Otras pasiones de éste tipo son: la susceptibilidad y el celo (no el bueno, sino el pariente de la envidia), que tanto dañan a la vida de comunidad. Todas éstas son formas de vivir mirándose a uno mismo a fin de ser el centro del propio mundo; todas éstas pasiones se alimentan de las miserias de la vida y tales miserias frecuentemente no son reales sino imaginarias (el mal del convento que termina en conventillo).
- Tercer grupo, menos conocido y más peligroso es el de las pasiones puestas al servicio de un YO desbordante, hinchado, que quiere invadir todo y dominar todo, son los que tratan de hacer imponer siempre los propios criterios. Los que quieren mandar, captar la atención de los demás. Sentirse dueños de las situaciones y de las personas. Quien aparezca como rival o, sencillamente quien siga haciendo su vida y no se doblegue, es inmediatamente considerado reo de muerte (por ejemplo, a Santa Bernardita la superiora le hizo la vida imposible porque no era servil con respecto a ella, hacía su vida con la libertad de los hijos de Dios, aunque ya eran oficiales las apariciones.
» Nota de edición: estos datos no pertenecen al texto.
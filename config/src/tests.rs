//! # Tests for Config Constants
//!
//! Unit tests verifying the relationships between configuration constants.

use crate::constants::*;

// =============================================================================
// PRECISION TESTS
// =============================================================================

#[test]
fn test_epsilon_is_positive() {
    assert!(EPSILON > 0.0, "EPSILON must be positive");
}

#[test]
fn test_vertex_merge_epsilon_larger_than_epsilon() {
    assert!(
        VERTEX_MERGE_EPSILON >= EPSILON,
        "VERTEX_MERGE_EPSILON should be >= EPSILON"
    );
}

#[test]
fn test_plane_epsilon_smaller_than_contour_epsilon() {
    assert!(PLANE_EPSILON < CONTOUR_EPSILON);
}

// =============================================================================
// CONTOUR TESTS
// =============================================================================

#[test]
fn test_contour_epsilon_value() {
    assert_eq!(CONTOUR_EPSILON, 0.1);
}

#[test]
fn test_parallel_and_bulge_thresholds() {
    assert_eq!(PARALLEL_EPSILON, 1e-2);
    assert_eq!(BULGE_EPSILON, 1e-3);
}

#[test]
fn test_max_contour_points() {
    assert_eq!(MAX_CONTOUR_POINTS, 500);
}

// =============================================================================
// TESSELLATION TESTS
// =============================================================================

#[test]
fn test_fragment_bounds_ordered() {
    assert!(MIN_FRAGMENTS >= 3);
    assert!(MIN_FRAGMENTS < MAX_FRAGMENTS);
    assert!(DEFAULT_SEGMENTS >= MIN_FRAGMENTS && DEFAULT_SEGMENTS <= MAX_FRAGMENTS);
}

#[test]
fn test_segments_for_degenerate_radius() {
    assert_eq!(segments_for_radius(0.0, 0), DEFAULT_SEGMENTS);
    assert_eq!(segments_for_radius(f64::NAN, 0), DEFAULT_SEGMENTS);
}

#[test]
fn test_segments_for_radius_override() {
    assert_eq!(segments_for_radius(100.0, 16), 16);
}

#[test]
fn test_segments_for_radius_clamps_small() {
    assert_eq!(segments_for_radius(0.1, 0), MIN_FRAGMENTS);
}

#[test]
fn test_segments_for_radius_clamps_large() {
    assert_eq!(segments_for_radius(1.0e6, 0), MAX_FRAGMENTS);
}

#[test]
fn test_segments_for_radius_grows_with_radius() {
    assert!(segments_for_radius(40.0, 0) > segments_for_radius(5.0, 0));
}

// =============================================================================
// PLACEMENT AND HEURISTIC TESTS
// =============================================================================

#[test]
fn test_clearances_positive() {
    assert!(CUT_CLEARANCE > 0.0);
    assert!(FACE_DEPTH_MARGIN > 0.0);
    assert!(MARKING_DEPTH > 0.0);
}

#[test]
fn test_slot_thresholds() {
    assert!(SLOT_MIN_ASPECT_RATIO > 1.0);
    assert!(SLOT_MAX_LENGTH > 0.0);
}

#[test]
fn test_notch_pattern_span_is_fraction() {
    assert!(NOTCH_PATTERN_MIN_SPAN > 0.5 && NOTCH_PATTERN_MIN_SPAN <= 1.0);
}

#[test]
fn test_local_csg_margin_exceeds_plane_tolerance() {
    // B's vertices must classify strictly inside the padded box
    assert!(CSG_LOCAL_MARGIN > 10.0 * PLANE_EPSILON);
    assert!(CSG_FRAGMENT_AREA_TOLERANCE < PLANE_EPSILON);
}

#[test]
fn test_approx_helpers() {
    assert!(approx_zero(-1e-12));
    assert!(!approx_zero(1e-3));
}
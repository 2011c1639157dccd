use crate::model::ContourSegment;
use config::constants::{CONTOUR_EPSILON, MAX_CONTOUR_POINTS, PARALLEL_EPSILON};
use glam::DVec2;
use serde::{Deserialize, Serialize};

/// Returns true when the first and last points coincide within `epsilon`.
///
/// Fewer than 3 points never form a closed contour.
pub fn is_closed(points: &[DVec2], epsilon: f64) -> bool {
    match (points.first(), points.last()) {
        (Some(first), Some(last)) if points.len() >= 3 => first.distance(*last) <= epsilon,
        _ => false,
    }
}

/// Indices `i` where segment `i` does not end where segment `i + 1` starts.
pub fn continuity_gaps(segments: &[ContourSegment], epsilon: f64) -> Vec<usize> {
    segments
        .windows(2)
        .enumerate()
        .filter(|(_, pair)| pair[0].end.distance(pair[1].start) > epsilon)
        .map(|(i, _)| i)
        .collect()
}

/// Returns true when consecutive segments join within `epsilon`.
pub fn is_continuous(segments: &[ContourSegment], epsilon: f64) -> bool {
    continuity_gaps(segments, epsilon).is_empty()
}

/// Intersection test for segments `p1-p2` and `p3-p4`.
fn segments_intersect(p1: DVec2, p2: DVec2, p3: DVec2, p4: DVec2) -> bool {
    let d1 = p2 - p1;
    let d2 = p4 - p3;
    let det = d1.perp_dot(d2);
    if det.abs() < PARALLEL_EPSILON {
        return false;
    }

    let offset = p3 - p1;
    let t = offset.perp_dot(d2) / det;
    let u = offset.perp_dot(d1) / det;
    (0.0..=1.0).contains(&t) && (0.0..=1.0).contains(&u)
}

/// Counts crossings between non-adjacent segments of a polyline.
///
/// O(n²). When the polyline is explicitly closed (last point repeats the
/// first) the first and last segments share a vertex and are not tested.
pub fn count_self_intersections(points: &[DVec2]) -> usize {
    if points.len() < 4 {
        return 0;
    }

    let segment_count = points.len() - 1;
    let closed = is_closed(points, CONTOUR_EPSILON);
    let mut count = 0;

    for i in 0..segment_count {
        for j in (i + 2)..segment_count {
            if closed && i == 0 && j == segment_count - 1 {
                continue;
            }
            if segments_intersect(points[i], points[i + 1], points[j], points[j + 1]) {
                count += 1;
            }
        }
    }

    count
}

/// Size and topology figures used to pick a construction strategy.
#[derive(Debug, Clone, Copy, Default, PartialEq, Eq, Serialize, Deserialize)]
pub struct ContourComplexity {
    pub point_count: usize,
    pub segment_count: usize,
    pub self_intersections: usize,
}

impl ContourComplexity {
    /// Returns true when the contour should be flagged.
    pub fn needs_warning(&self) -> bool {
        self.point_count > MAX_CONTOUR_POINTS || self.self_intersections > 0
    }
}

/// Classifies a contour by point count and self-intersections.
pub fn classify_complexity(points: &[DVec2]) -> ContourComplexity {
    ContourComplexity {
        point_count: points.len(),
        segment_count: points.len().saturating_sub(1),
        self_intersections: count_self_intersections(points),
    }
}
//! # Feature Geometry
//!
//! Turns normalized fabrication features of a structural steel member
//! into cutting solids and subtracts them from the member's solid.
//!
//! ## Architecture
//!
//! ```text
//! NormalizedFeature[] + ProfileElement
//!        ↓
//! registry   (priority dispatch over cut handlers)
//!        ↓
//! handlers   (validate, build in face-local coordinates)
//!        ↓
//! construction + placement (extrude, place on the face)
//!        ↓
//! executor   (tiers, rayon for holes and markings, CSG subtract)
//!        ↓
//! Mesh + FeatureReport[]
//! ```
//!
//! ## Usage
//!
//! ```rust
//! use feature_geometry::{apply_features, FeatureCategory, FeatureParams, NormalizedFeature};
//! use feature_geometry::{ProfileDimensions, ProfileElement, ProfileKind};
//! use glam::{DVec2, DVec3};
//! use profile_mesh::primitives::create_box_between;
//!
//! let element = ProfileElement::new(
//!     "plate",
//!     ProfileKind::Plate,
//!     ProfileDimensions {
//!         length: 200.0,
//!         height: 100.0,
//!         width: 10.0,
//!         web_thickness: 10.0,
//!         flange_thickness: 10.0,
//!         root_radius: None,
//!     },
//! );
//! let base = create_box_between(DVec3::new(0.0, 0.0, -5.0), DVec3::new(200.0, 100.0, 5.0)).unwrap();
//! let hole = NormalizedFeature::new(
//!     "h1",
//!     FeatureCategory::Hole,
//!     "web",
//!     FeatureParams::Hole { center: DVec2::new(50.0, 50.0), diameter: 18.0, depth: None, elongation: 0.0 },
//! );
//!
//! let result = apply_features(base, &element, &[hole]);
//! assert_eq!(result.applied_count(), 1);
//! ```

pub mod combiner;
pub mod config;
pub mod construction;
pub mod contour;
pub mod error;
pub mod executor;
pub mod handlers;
pub mod model;
pub mod placement;
pub mod registry;

pub use combiner::{BspCsg, CombineOutcome, CombineStrategy, Combiner, CsgBackend};
pub use crate::config::{EngineConfig, EngineConfigError};
pub use construction::{ContourOptions, GeometryService, Primitive};
pub use error::{CsgError, ErrorKind, GeometryError, GeometryResult, HandlerError};
pub use executor::{BatchResult, FeatureBatchExecutor, FeatureReport, FeatureState};
pub use handlers::{CutHandler, FeatureMetadata, ValidationReport};
pub use model::{
    FeatureCategory, FeatureParams, NormalizedFeature, ProfileDimensions, ProfileElement,
    ProfileEnd, ProfileKind,
};
pub use placement::{FaceLabel, FacePlacement};
pub use registry::HandlerRegistry;

use profile_mesh::Mesh;

/// Applies features to a member solid with the default handlers and
/// configuration.
pub fn apply_features(
    base: Mesh,
    element: &ProfileElement,
    features: &[NormalizedFeature],
) -> BatchResult {
    FeatureBatchExecutor::default().execute(base, element, features)
}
Esta es la causa de la caída de los conventos, se imponía uno fuertemente y los demás eran unos animalitos. Se muere el superior cabecilla y todo cae abajo. Servilismo). Es la actitud de los fariseos con Cristo, no aguantaban la libertad de procedimiento, que no los alagaran a ellos, que no los consultaran. Igual actitud con San Juan Bautista, aunque a todas luces era un enviado de Dios, bastó con que le dirigiese palabras duras para que ellos le volvieran las espaldas. Una persona puede tener naturalmente aptitudes de jefe pero debe saber que las ha recibido de Dios con vistas al bien de los demás, no para oprimir a los otros. Es la tentación del sacerdote: robar a Cristo para su gloria.
Todas estas cosas están en el corazón del hombre y solos no podemos limpiarlo, pero sí depende de nosotros, aceptar que estamos sucios y necesitamos que Dios nos purifique. Los canales de la purificación son varios: a) La oración; b) la mortificación; c) Las renuncias que piden los trabajos apostólicos; y, uno especialmente importante que es d) la humillación y la contradicción (agere contra).
La vida en comunidad pide que muchas veces haya que aceptar la humillación. El mundo moderno constituye un ambiente muy hostil. Todos tendemos a reaccionar contra esto poniendo el grito en el cielo. Y las más de las veces dejamos de ver detrás de tales cosas la permisión divina que busca purificar nuestro corazón. Nos cuesta aceptar que entre Egipto y la tierra prometida está el desierto.
El tercer grado de humildad es el de los que con gusto se abrazan a lo que la carne odia, porque quieren quitar todo lo que en sus corazones es refractario a la luz de Cristo
Si uno no se encuentra en esta disposición, dice San Ignacio, hay que desearla. Y si desearla se hace difícil manda tener al menos deseo de deseos, si esos deseos son sinceros la gracia hace el resto.